The largest development of new species occurred between 2.5 million and 4 million years ago, after Kauai-Niihau and Oahu were formed but before Maui Nui and the Big Island. Six of 10 distinctive groups of species developed with different sizes, shapes and colors during that time.
“Each island that forms represents a blank slate for evolution, so as one honeycreeper species moves from one island to a new island, those birds encounter new habitat and ecological niches that may force them to adapt and branch off into distinct species,” a news release about the paper said.
Duvall said Hawaii is such a prolific spot for evolution that scholars say that if Charles Darwin, the father of evolutionary theory, had visited the Hawaiian Islands before going to the Galapagos, where he did his research, “the Galapagos would have been fairly uninteresting in comparison.”
James’ previous work on Hawaiian birds’ morphology, the branch of biology that deals with form and structure of organisms, played a pivotal role in determining which avian species to survey to determine the closest living relatives of the Hawaiian honeycreepers. Using genetic data from 28 bird species that seemed similar to the honeycreepers morphologically, genetically or that shared geographic proximity, the paper’s authors determined that the various honeycreeper species evolved from Eurasian rosefinches.
Unlike most other ancestral bird species that came from North America and colonized the Hawaiian Islands, the rosefinch likely came from Asia, the scientists found. Duvall said it is likely that the birds got blown in on a storm.
“These are truly native birds that are scientifically valuable and play an important and unique ecological function,” said Rob Fleischer, head of the Smithsonian Conservation Biology Institute’s Center for Conservation and Evolutionary Genetics and an author of the paper.

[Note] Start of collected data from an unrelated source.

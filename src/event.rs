//! Event names, payloads and the one-handler-per-event table.

use crate::chunk::Chunk;
use crate::error::{Error, Result};
use std::cell::RefCell;
use std::collections::VecDeque;
use std::rc::Rc;

/// The events a stage emits.
#[derive(Debug, Clone, Copy, PartialEq, Eq, Hash)]
pub enum Event {
    /// A chunk passed through the stage.
    Data,
    /// The stage was ended.
    End,
    /// A write, forward or flush failed.
    Error,
}

impl Event {
    const COUNT: usize = 3;

    fn slot(self) -> usize {
        match self {
            Event::Data => 0,
            Event::End => 1,
            Event::Error => 2,
        }
    }
}

/// An event together with its payload, as seen by a handler.
#[derive(Debug, Clone, Copy)]
pub enum Emission<'a> {
    Data(&'a Chunk),
    End,
    Error(&'a Error),
}

impl Emission<'_> {
    pub fn event(&self) -> Event {
        match self {
            Emission::Data(_) => Event::Data,
            Emission::End => Event::End,
            Emission::Error(_) => Event::Error,
        }
    }
}

/// A registered event handler.
pub type Handler = Box<dyn FnMut(&Emission<'_>)>;

type Slot = Rc<RefCell<Handler>>;

/// An emission held until the handler it targets is free again.
enum Queued {
    Data(Chunk),
    End,
    Error(Error),
}

impl Queued {
    fn from_emission(emission: &Emission<'_>) -> Self {
        match emission {
            Emission::Data(chunk) => Queued::Data((*chunk).clone()),
            Emission::End => Queued::End,
            Emission::Error(err) => Queued::Error((*err).clone()),
        }
    }

    fn as_emission(&self) -> Emission<'_> {
        match self {
            Queued::Data(chunk) => Emission::Data(chunk),
            Queued::End => Emission::End,
            Queued::Error(err) => Emission::Error(err),
        }
    }
}

/// Holds at most one handler per [`Event`].
///
/// Escalation contract: emitting [`Emission::Error`] with no handler
/// registered returns the error value as `Err`. Every other unhandled
/// emission is a no-op.
///
/// Handlers stay registered while they run. A handler may replace
/// handlers on the same table, and may trigger further emissions: those
/// aimed at a different handler run immediately, those aimed at the
/// handler already running are delivered in order right after it
/// returns.
#[derive(Default)]
pub struct Listeners {
    slots: RefCell<[Option<Slot>; Event::COUNT]>,
    pending: RefCell<[VecDeque<Queued>; Event::COUNT]>,
}

impl Listeners {
    pub fn new() -> Self {
        Self::default()
    }

    /// Registers `handler` for `event`, replacing any previous one.
    pub fn set(&self, event: Event, handler: Handler) {
        self.slots.borrow_mut()[event.slot()] = Some(Rc::new(RefCell::new(handler)));
    }

    pub fn has_handler(&self, event: Event) -> bool {
        self.slots.borrow()[event.slot()].is_some()
    }

    /// Invokes the handler for `emission` synchronously.
    pub fn emit(&self, emission: Emission<'_>) -> Result<()> {
        let slot = emission.event().slot();
        let handler = self.slots.borrow()[slot].clone();
        let Some(handler) = handler else {
            return match emission {
                Emission::Error(err) => {
                    tracing::warn!(error = %err, "unhandled error event");
                    Err(err.clone())
                }
                _ => Ok(()),
            };
        };

        let Ok(mut running) = handler.try_borrow_mut() else {
            tracing::trace!(event = ?emission.event(), "handler busy, queueing emission");
            self.pending.borrow_mut()[slot].push_back(Queued::from_emission(&emission));
            return Ok(());
        };
        (&mut **running)(&emission);
        drop(running);

        loop {
            let next = self.pending.borrow_mut()[slot].pop_front();
            match next {
                Some(queued) => self.emit(queued.as_emission())?,
                None => return Ok(()),
            }
        }
    }
}

impl std::fmt::Debug for Listeners {
    fn fmt(&self, f: &mut std::fmt::Formatter<'_>) -> std::fmt::Result {
        f.debug_struct("Listeners")
            .field("data", &self.has_handler(Event::Data))
            .field("end", &self.has_handler(Event::End))
            .field("error", &self.has_handler(Event::Error))
            .finish()
    }
}
//! Bridges between pipelines and `std::io`.

use crate::chunk::{Chunk, Encoding};
use crate::completion::Completion;
use crate::error::Result;
use crate::stream::Stage;
use crate::writable::{Sink, Writable};
use std::cell::RefCell;
use std::io::{ErrorKind, Read, Write};
use std::rc::Rc;

/// A [`Sink`] that writes every chunk to an underlying writer.
///
/// Chunks are written as bytes (`Chunk::into_bytes`) and the writer is
/// flushed after each chunk. I/O failures complete the write with
/// `Error::Io`.
pub struct IoSink<W: Write> {
    writer: RefCell<W>,
}

impl<W: Write> IoSink<W> {
    pub fn new(writer: W) -> Self {
        Self {
            writer: RefCell::new(writer),
        }
    }

    // The borrow ends before `done` runs, so callbacks may write again.
    fn write_chunk(&self, chunk: Chunk) -> Result<()> {
        let bytes = chunk.into_bytes()?;
        let mut writer = self.writer.borrow_mut();
        writer.write_all(&bytes)?;
        writer.flush()?;
        Ok(())
    }
}

impl<W: Write + 'static> IoSink<W> {
    /// Wraps the sink in a `Writable` stage.
    pub fn into_writable(self) -> Rc<Writable> {
        Writable::with_sink(self)
    }
}

impl<W: Write> Sink for IoSink<W> {
    fn write(&self, chunk: Chunk, _encoding: Option<Encoding>, done: Completion) -> Result<()> {
        match self.write_chunk(chunk) {
            Ok(()) => done.done(),
            Err(err) => {
                tracing::debug!(error = %err, "sink write failed");
                done.fail(err)
            }
        }
    }
}

/// Reads `reader` to exhaustion, writing each read as a `Chunk::Bytes`
/// of at most `chunk_size` bytes into `stage`, then ends the stage.
///
/// Returns the number of bytes pumped. Read errors are returned directly
/// and leave the stage un-ended.
pub fn pump<R, S>(mut reader: R, stage: &S, chunk_size: usize) -> Result<u64>
where
    R: Read,
    S: Stage + ?Sized,
{
    let mut buffer = vec![0u8; chunk_size.max(1)];
    let mut total = 0u64;
    loop {
        let n = match reader.read(&mut buffer) {
            Ok(0) => break,
            Ok(n) => n,
            Err(e) if e.kind() == ErrorKind::Interrupted => continue,
            Err(e) => return Err(e.into()),
        };
        total += n as u64;
        stage.write(Chunk::Bytes(buffer[..n].to_vec()), None, None)?;
    }
    tracing::debug!(bytes = total, "source exhausted, ending stage");
    stage.end()?;
    Ok(total)
}
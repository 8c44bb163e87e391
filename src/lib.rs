//! # pipestage
//!
//! A small, single-threaded chunk streaming library: stages linked with
//! `pipe`, chunks flowing downstream through `write`, per-write
//! completion callbacks and an `error` event that refuses to be ignored.
//!
//! ## Overview
//!
//! Every stage holds at most one downstream link and at most one handler
//! per event (`data`, `end`, `error`). Three stage kinds are provided:
//!
//! * **`PassThrough`**: emits `data` and forwards each write unchanged
//! * **`Writable`**: a terminal stage driven by a [`Sink`] (or a closure)
//! * **`Transform`**: a mid-pipeline stage driven by a [`Transformer`]
//!   (or a closure), forwarding each produced value downstream
//!
//! Processing functions receive a [`Completion`] and report through it
//! exactly once. A failure invokes the caller's callback *and* emits
//! `error` on the stage owning the completion. If that stage has no
//! `error` handler, the error comes back as `Err` from the `write` or
//! `end` call that led to it.
//!
//! ## Quick Start
//!
//! ```rust
//! use pipestage::*;
//! use serde_json::json;
//! use std::cell::RefCell;
//! use std::rc::Rc;
//!
//! fn main() -> Result<()> {
//!     let seen = Rc::new(RefCell::new(Vec::new()));
//!
//!     let to_json = Transform::new(|chunk, _encoding, done| match chunk.to_json() {
//!         Ok(text) => done.ok(text),
//!         Err(err) => done.fail(err),
//!     });
//!     let record = seen.clone();
//!     let sink = Writable::new(move |chunk, _encoding, done| {
//!         record.borrow_mut().push(chunk.to_string());
//!         done.done()
//!     });
//!
//!     to_json.pipe(PassThrough::new()).pipe(sink);
//!     to_json.write_chunk(json!({"is": 42}))?;
//!     to_json.end()?;
//!
//!     assert_eq!(*seen.borrow(), vec![r#"{"is":42}"#.to_string()]);
//!     Ok(())
//! }
//! ```
//!
//! ## Limitations
//!
//! There is no buffering or backpressure. A stage accepts a new write
//! before the previous one completed, and overlapping completions may
//! fire in any order; [`Stage::in_flight`] and [`Stage::state`] make that
//! observable but do not prevent it.

pub mod chunk;
pub mod completion;
pub mod error;
pub mod event;
pub mod io;
pub mod stream;
pub mod transform;
pub mod writable;

// Re-export the main public API for user convenience.
pub use chunk::{Chunk, Encoding};
pub use completion::{Callback, Completion, FlushCompletion, Next};
pub use error::{Error, Result};
pub use event::{Emission, Event, Handler, Listeners};
pub use io::{pump, IoSink};
pub use stream::{PassThrough, Stage, StageState, StreamCore};
pub use transform::{Transform, Transformer};
pub use writable::{Sink, Writable};
//! The terminal stage.

use crate::chunk::{Chunk, Encoding};
use crate::completion::{notify_success, Callback, Completion, Next};
use crate::error::Result;
use crate::stream::{Stage, StreamCore};
use std::fmt;
use std::rc::Rc;

/// The processing strategy behind a [`Writable`].
///
/// Implement it on your own type to build a reusable sink; closures get
/// it for free through [`Writable::new`]. The sink is shared, not
/// borrowed, while it runs: a write may re-enter the same stage from its
/// callback, so mutable state belongs in a `Cell` or `RefCell`.
///
/// Failures must be reported through `done`, never by returning an error
/// of your own. Return whatever `done` returned so an unhandled `error`
/// event reaches the caller of `write`.
pub trait Sink {
    fn write(&self, chunk: Chunk, encoding: Option<Encoding>, done: Completion) -> Result<()>;
}

struct FnSink<F>(F);

impl<F> Sink for FnSink<F>
where
    F: Fn(Chunk, Option<Encoding>, Completion) -> Result<()>,
{
    fn write(&self, chunk: Chunk, encoding: Option<Encoding>, done: Completion) -> Result<()> {
        (self.0)(chunk, encoding, done)
    }
}

/// A terminal consumer.
///
/// Each write hands the chunk to the sink together with a completion
/// attributed to this stage. Success invokes the caller's callback;
/// failure invokes the callback with the error and emits `error` here.
/// `end` is the plain pass-through `end`.
pub struct Writable {
    core: Rc<StreamCore>,
    sink: Rc<dyn Sink>,
}

impl Writable {
    /// Creates a writable from a write function `(chunk, encoding, done)`.
    pub fn new<F>(write: F) -> Rc<Self>
    where
        F: Fn(Chunk, Option<Encoding>, Completion) -> Result<()> + 'static,
    {
        Self::with_sink(FnSink(write))
    }

    pub fn with_sink(sink: impl Sink + 'static) -> Rc<Self> {
        Rc::new(Self {
            core: StreamCore::new(),
            sink: Rc::new(sink),
        })
    }
}

impl Stage for Writable {
    fn core(&self) -> &Rc<StreamCore> {
        &self.core
    }

    fn write(
        &self,
        chunk: Chunk,
        encoding: Option<Encoding>,
        callback: Option<Callback>,
    ) -> Result<()> {
        let sink = self.sink.clone();
        let next: Next = Box::new(|_, callback| notify_success(callback));
        let done = Completion::tracked(&self.core, callback, Some(next));
        sink.write(chunk, encoding, done)
    }
}

impl fmt::Debug for Writable {
    fn fmt(&self, f: &mut fmt::Formatter<'_>) -> fmt::Result {
        f.debug_struct("Writable").field("core", &self.core).finish()
    }
}

#[cfg(test)]
mod tests {
    use super::*;
    use crate::error::Error;
    use crate::stream::StageState;
    use std::cell::{Cell, RefCell};

    #[test]
    fn write_reaches_sink() {
        let seen = Rc::new(RefCell::new(Vec::new()));
        let s = seen.clone();
        let writable = Writable::new(move |chunk, _, done| {
            s.borrow_mut().push(chunk.to_string());
            done.done()
        });

        writable.write_chunk("hello").unwrap();

        assert_eq!(*seen.borrow(), vec!["hello".to_string()]);
    }

    #[test]
    fn success_invokes_callback_once() {
        let calls = Rc::new(Cell::new(0));
        let c = calls.clone();
        let writable = Writable::new(|_, _, done| done.done());

        writable
            .write(
                "x".into(),
                None,
                Some(Box::new(move |err| {
                    assert!(err.is_none());
                    c.set(c.get() + 1);
                    Ok(())
                })),
            )
            .unwrap();

        assert_eq!(calls.get(), 1);
        assert_eq!(writable.state(), StageState::Idle);
    }

    #[test]
    fn failure_invokes_callback_and_emits() {
        let callback_err = Rc::new(RefCell::new(None));
        let event_err = Rc::new(RefCell::new(None));
        let writable = Writable::new(|_, _, done| done.fail(Error::operation("Fail!")));
        let e = event_err.clone();
        writable.on_error(move |err| *e.borrow_mut() = Some(err.to_string()));

        let c = callback_err.clone();
        writable
            .write(
                "x".into(),
                None,
                Some(Box::new(move |err| {
                    *c.borrow_mut() = err.map(|e| e.to_string());
                    Ok(())
                })),
            )
            .unwrap();

        assert_eq!(callback_err.borrow().as_deref(), Some("Error: Fail!"));
        assert_eq!(event_err.borrow().as_deref(), Some("Error: Fail!"));
        assert_eq!(writable.state(), StageState::Errored);
    }

    #[test]
    fn unhandled_failure_is_returned() {
        let writable = Writable::new(|_, _, done| done.fail(Error::operation("Fail!")));
        let err = writable.write_chunk("x").unwrap_err();
        assert_eq!(err.to_string(), "Error: Fail!");
    }

    struct Upper(Rc<RefCell<Vec<String>>>);

    impl Sink for Upper {
        fn write(&self, chunk: Chunk, _: Option<Encoding>, done: Completion) -> Result<()> {
            self.0.borrow_mut().push(chunk.to_string().to_uppercase());
            done.done()
        }
    }

    #[test]
    fn custom_sink_type() {
        let seen = Rc::new(RefCell::new(Vec::new()));
        let writable = Writable::with_sink(Upper(seen.clone()));
        writable.write_chunk("hello").unwrap();
        assert_eq!(*seen.borrow(), vec!["HELLO".to_string()]);
    }

    #[test]
    fn deferred_completion_tracks_overlap() {
        let pending: Rc<RefCell<Vec<Completion>>> = Rc::default();
        let p = pending.clone();
        let writable = Writable::new(move |_, _, done| {
            p.borrow_mut().push(done);
            Ok(())
        });

        writable.write_chunk("a").unwrap();
        writable.write_chunk("b").unwrap();
        assert_eq!(writable.in_flight(), 2);
        assert_eq!(writable.state(), StageState::Writing);

        // Complete out of order; the stage does not sequence them.
        let second = pending.borrow_mut().pop().unwrap();
        second.done().unwrap();
        assert_eq!(writable.in_flight(), 1);
        assert_eq!(writable.state(), StageState::Writing);

        let first = pending.borrow_mut().pop().unwrap();
        first.done().unwrap();
        assert_eq!(writable.in_flight(), 0);
        assert_eq!(writable.state(), StageState::Idle);
    }

    #[test]
    fn callback_may_write_next_chunk() {
        let written = Rc::new(RefCell::new(Vec::new()));
        let w = written.clone();
        let writable = Writable::new(move |chunk, _, done| {
            w.borrow_mut().push(chunk.to_string());
            done.done()
        });

        fn write_from(writable: &Rc<Writable>, rest: &'static [&'static str]) -> Result<()> {
            let Some((first, tail)) = rest.split_first() else {
                return Ok(());
            };
            let next = writable.clone();
            writable.write(
                (*first).into(),
                None,
                Some(Box::new(move |err| {
                    assert!(err.is_none());
                    write_from(&next, tail)
                })),
            )
        }

        write_from(&writable, &["a", "b", "c"]).unwrap();

        assert_eq!(*written.borrow(), vec!["a", "b", "c"]);
        assert_eq!(writable.state(), StageState::Idle);
        assert_eq!(writable.in_flight(), 0);
    }
}
use serde::Serialize;
use ts_rs::TS;

/// JS/editor-facing span in UTF-16 code units.
///
/// Ranges are half-open `[start, end)`; `end` is exclusive.
#[derive(Serialize, TS, Clone, Copy, Debug, PartialEq, Eq)]
pub struct Span {
    pub start: u32,
    pub end: u32,
}

#[derive(Serialize, TS, Clone, Copy, Debug, PartialEq, Eq)]
pub enum DiagnosticKind {
    #[serde(rename = "error")]
    Error,
}

#[derive(Serialize, TS, Clone, Debug, PartialEq, Eq)]
pub struct Diagnostic {
    pub kind: DiagnosticKind,
    pub message: String,
    pub span: Span,
    pub line: usize,
    pub col: usize,
}

#[derive(Serialize, TS, Clone, Debug, PartialEq, Eq)]
pub struct Token {
    pub kind: String,
    pub text: String,
    pub span: Span,
    pub index: u32,
}

#[derive(Serialize, TS, Clone, Debug, PartialEq, Eq)]
pub struct LexResult {
    pub tokens: Vec<Token>,
    pub complete: bool,
}

#[derive(Serialize, TS, Clone, Debug, PartialEq, Eq)]
pub struct ParseResult {
    pub tokens: Vec<Token>,
    pub complete: bool,
    pub diagnostics: Vec<Diagnostic>,
    /// Canonical rendering of the parsed expression; `None` when parsing failed.
    pub pretty: Option<String>,
}

#[derive(Serialize, TS, Clone, Debug, PartialEq)]
pub struct EvaluateResult {
    /// One entry per requested x; non-finite values are `None`.
    pub values: Vec<Option<f64>>,
    pub diagnostics: Vec<Diagnostic>,
}

#[derive(Serialize, TS, Clone, Copy, Debug, PartialEq, Eq)]
pub struct Hint {
    pub start: u32,
    pub end: u32,
    pub matched: bool,
}

#[derive(Serialize, TS, Clone, Copy, Debug, PartialEq, Eq)]
pub enum CellState {
    #[serde(rename = "empty")]
    Empty,
    #[serde(rename = "similar")]
    Similar,
    #[serde(rename = "matched")]
    Matched,
    #[serde(rename = "fullMatch")]
    FullMatch,
}

#[derive(Serialize, TS, Clone, Debug, PartialEq, Eq)]
pub struct HintsResult {
    pub full_match: bool,
    pub hints: Vec<Hint>,
    /// Per guess token, the highlight the grid should show.
    pub cells: Vec<CellState>,
    pub guess_diagnostics: Vec<Diagnostic>,
    pub target_diagnostics: Vec<Diagnostic>,
}

#[derive(Serialize, TS, Clone, Debug, PartialEq, Eq)]
pub struct AcceptedInput {
    pub text: String,
    pub tokens: Vec<Token>,
    pub complete: bool,
}
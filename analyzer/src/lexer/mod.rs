mod token;

pub use token::{Span, Token, TokenIdx, TokenKind, TokenRange};

/// Function names recognised by the lexer, in matching order.
pub const FUNCTION_NAMES: [&str; 6] = ["sin", "cos", "tan", "log", "sqrt", "abs"];
/// Constant names recognised by the lexer, in matching order.
pub const CONSTANT_NAMES: [&str; 2] = ["pi", "e"];

#[derive(Debug, Clone, PartialEq, Eq)]
pub struct LexOutput {
    pub tokens: Vec<Token>,
    /// `true` iff the whole input (ignoring whitespace) was turned into tokens.
    pub complete: bool,
}

impl LexOutput {
    pub fn len(&self) -> usize {
        self.tokens.len()
    }

    pub fn is_empty(&self) -> bool {
        self.tokens.is_empty()
    }

    /// The recognised tokens joined back together, without whitespace.
    pub fn consumed_text(&self) -> String {
        self.tokens.iter().map(|t| t.text.as_str()).collect()
    }

    /// Drops the last token. The result is always complete: it is exactly the
    /// token run that was recognised, minus one.
    pub fn without_last(&self) -> LexOutput {
        let mut tokens = self.tokens.clone();
        tokens.pop();
        LexOutput {
            tokens,
            complete: true,
        }
    }
}

/// How numeric literals are spelled.
#[derive(Debug, Clone, Copy, PartialEq, Eq)]
pub enum NumberSyntax {
    /// `0` or a non-zero integer of at most two digits (`7`, `42`).
    ///
    /// Longer digit runs split into several literals: `100` lexes as `10`, `0`.
    BoundedInteger,
    /// Any digit run with an optional fractional part (`3`, `120`, `2.75`).
    Decimal,
}

/// Immutable lexer rule table.
///
/// Rules are tried in a fixed order at every position: function names, numeric
/// literal, constant names, the variable `x`, then single-character operators and
/// parentheses. Names are matched as prefixes, so `sinx` lexes as `sin`, `x`.
#[derive(Debug, Clone, Copy, PartialEq, Eq)]
pub struct Grammar {
    pub numbers: NumberSyntax,
    /// Match function and constant names regardless of ASCII case.
    pub case_insensitive_names: bool,
}

impl Default for Grammar {
    fn default() -> Self {
        Grammar::DEFAULT
    }
}

impl Grammar {
    pub const DEFAULT: Grammar = Grammar {
        numbers: NumberSyntax::BoundedInteger,
        case_insensitive_names: true,
    };

    /// Lex the input into tokens.
    ///
    /// Whitespace is discarded. Lexing stops at the first character no rule
    /// accepts; the output then holds every token recognised so far and
    /// `complete` is `false`. This never fails.
    pub fn lex(&self, input: &str) -> LexOutput {
        let mut tokens = Vec::new();
        let mut pos = 0usize;
        let mut complete = true;

        while let Some(ch) = input[pos..].chars().next() {
            if ch.is_whitespace() {
                pos += ch.len_utf8();
                continue;
            }

            let rest = &input[pos..];
            let Some((kind, len)) = self.match_rule(rest) else {
                complete = false;
                break;
            };

            tokens.push(Token {
                kind,
                text: rest[..len].to_string(),
                span: Span {
                    start: pos as u32,
                    end: (pos + len) as u32,
                },
                index: tokens.len() as TokenIdx,
            });
            pos += len;
        }

        LexOutput { tokens, complete }
    }

    fn match_rule(&self, rest: &str) -> Option<(TokenKind, usize)> {
        if let Some(len) = self.match_name(rest, &FUNCTION_NAMES) {
            return Some((TokenKind::Function, len));
        }
        if let Some(len) = self.match_number(rest) {
            return Some((TokenKind::Number, len));
        }
        if let Some(len) = self.match_name(rest, &CONSTANT_NAMES) {
            return Some((TokenKind::Constant, len));
        }

        let kind = match rest.as_bytes().first()? {
            b'x' => TokenKind::Variable,
            b'+' => TokenKind::Plus,
            b'-' => TokenKind::Minus,
            b'*' => TokenKind::Star,
            b'/' => TokenKind::Slash,
            b'^' => TokenKind::Caret,
            b'(' => TokenKind::OpenParen,
            b')' => TokenKind::CloseParen,
            _ => return None,
        };
        Some((kind, 1))
    }

    fn match_name(&self, rest: &str, names: &[&str]) -> Option<usize> {
        names
            .iter()
            .find(|name| {
                rest.get(..name.len()).is_some_and(|head| {
                    if self.case_insensitive_names {
                        head.eq_ignore_ascii_case(name)
                    } else {
                        head == **name
                    }
                })
            })
            .map(|name| name.len())
    }

    fn match_number(&self, rest: &str) -> Option<usize> {
        let bytes = rest.as_bytes();
        match self.numbers {
            NumberSyntax::BoundedInteger => match bytes.first()? {
                b'0' => Some(1),
                b'1'..=b'9' => match bytes.get(1) {
                    Some(b) if b.is_ascii_digit() => Some(2),
                    _ => Some(1),
                },
                _ => None,
            },
            NumberSyntax::Decimal => {
                let int_len = bytes.iter().take_while(|b| b.is_ascii_digit()).count();
                if int_len == 0 {
                    return None;
                }
                // A fractional part needs at least one digit after the point.
                if bytes.get(int_len) == Some(&b'.') {
                    let frac_len = bytes[int_len + 1..]
                        .iter()
                        .take_while(|b| b.is_ascii_digit())
                        .count();
                    if frac_len > 0 {
                        return Some(int_len + 1 + frac_len);
                    }
                }
                Some(int_len)
            }
        }
    }
}

/// Lex with [`Grammar::DEFAULT`].
pub fn lex(input: &str) -> LexOutput {
    Grammar::DEFAULT.lex(input)
}
//! WebAssembly bindings for the expression toolchain and game helpers.
//!
//! Every export returns a `dto::v1` view serialised with `serde-wasm-bindgen`.
use wasm_bindgen::prelude::*;

mod converter;
pub mod dto;
mod offsets;
mod span;

use converter::Converter;

fn to_js<T: serde::Serialize>(value: &T) -> JsValue {
    serde_wasm_bindgen::to_value(value).unwrap_or(JsValue::NULL)
}

#[wasm_bindgen]
pub fn lex(source: String) -> JsValue {
    to_js(&Converter::lex_result(&source))
}

#[wasm_bindgen]
pub fn parse(source: String) -> JsValue {
    to_js(&Converter::parse_result(&source))
}

/// A random target expression. Without a seed the JS `Math.random` picks one.
#[wasm_bindgen]
pub fn generate(min_tokens: usize, max_tokens: usize, seed: Option<u32>) -> String {
    let seed = seed.map_or_else(
        || (js_sys::Math::random() * f64::from(u32::MAX)) as u64,
        u64::from,
    );
    generator::Generator::seeded(seed).generate(min_tokens, max_tokens)
}

#[wasm_bindgen]
pub fn evaluate(source: String, xs: Vec<f64>) -> JsValue {
    to_js(&Converter::evaluate_result(&source, &xs))
}

#[wasm_bindgen]
pub fn hints(guess: String, target: String, samples: Vec<f64>, threshold: f64) -> JsValue {
    to_js(&Converter::hints_result(&guess, &target, &samples, threshold))
}

#[wasm_bindgen]
pub fn sample_points(min: f64, max: f64, count: usize) -> Vec<f64> {
    evaluator::sample_points(min, max, count)
}

#[wasm_bindgen(js_name = acceptInput)]
pub fn accept_input(typed: String) -> JsValue {
    to_js(&Converter::accepted_input(&typed))
}
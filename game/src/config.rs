use serde::{Deserialize, Serialize};

/// Round parameters, as supplied by the host.
///
/// Every field is optional in serialized form; missing fields take the
/// [`Default`] values.
#[derive(Debug, Clone, PartialEq, Serialize, Deserialize)]
#[serde(rename_all = "camelCase", default)]
pub struct GameConfig {
    pub min_tokens: usize,
    pub max_tokens: usize,
    pub guess_count: usize,
    pub sample_range_min: f64,
    pub sample_range_max: f64,
    pub sample_count: usize,
    pub match_threshold: f64,
}

impl Default for GameConfig {
    fn default() -> Self {
        GameConfig {
            min_tokens: 3,
            max_tokens: 9,
            guess_count: 6,
            sample_range_min: -50.0,
            sample_range_max: 50.0,
            sample_count: 1000,
            match_threshold: 1e-4,
        }
    }
}

#[derive(Debug, Clone, PartialEq, thiserror::Error)]
pub enum ConfigError {
    #[error("token bounds are inverted: min {min} > max {max}")]
    InvertedTokenBounds { min: usize, max: usize },

    #[error("a target needs at least one token")]
    ZeroTokens,

    #[error("need at least two sample points, got {0}")]
    TooFewSamples(usize),

    #[error("sample range [{min}, {max}] is empty")]
    EmptySampleRange { min: f64, max: f64 },

    #[error("match threshold must be positive, got {0}")]
    NonPositiveThreshold(f64),

    #[error("a round needs at least one guess")]
    NoGuesses,
}

impl GameConfig {
    pub fn validate(&self) -> Result<(), ConfigError> {
        if self.min_tokens > self.max_tokens {
            return Err(ConfigError::InvertedTokenBounds {
                min: self.min_tokens,
                max: self.max_tokens,
            });
        }
        if self.max_tokens == 0 {
            return Err(ConfigError::ZeroTokens);
        }
        if self.guess_count == 0 {
            return Err(ConfigError::NoGuesses);
        }
        if self.sample_count < 2 {
            return Err(ConfigError::TooFewSamples(self.sample_count));
        }
        // Written so that NaN bounds are rejected too.
        if !(self.sample_range_min < self.sample_range_max) {
            return Err(ConfigError::EmptySampleRange {
                min: self.sample_range_min,
                max: self.sample_range_max,
            });
        }
        if !(self.match_threshold > 0.0) {
            return Err(ConfigError::NonPositiveThreshold(self.match_threshold));
        }
        Ok(())
    }

    /// The x values both functions are compared and plotted at.
    pub fn samples(&self) -> Vec<f64> {
        evaluator::sample_points(
            self.sample_range_min,
            self.sample_range_max,
            self.sample_count,
        )
    }
}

Fleischer has been studying the genetics, evolution and conservation of these birds for more than 25 years.
“I’m thrilled that we finally had enough DNA sequence and the necessary technology to become the first to produce this accurate and reliable evolutionary tree,” he said.
The diversity of Hawaiian honeycreepers has taken a huge hit, with more than half of the known 56 species already extinct. The paper’s researchers focused on the 18 species that have not gone extinct, but of those, six are considered critically endangered by the International Union for Conservation of Nature, four are considered endangered and five are vulnerable.
In order to analyze the DNA for the study, researchers used specialized and advanced sequencing protocols developed at the Max Planck Institute for Evolutionary Anthropology. To look at ancient DNA that is by nature damaged or degraded, scientists needed to use innovative techniques to capture and analyze DNA, the news release said.
Besides Lerner, Fleischer and James, other authors of the study included Michi Hofreiter from the University of York and Matthias Meyer from the Max Planck Institute for Evolutionary Anthropology. The work was funded by the National Science Foundation.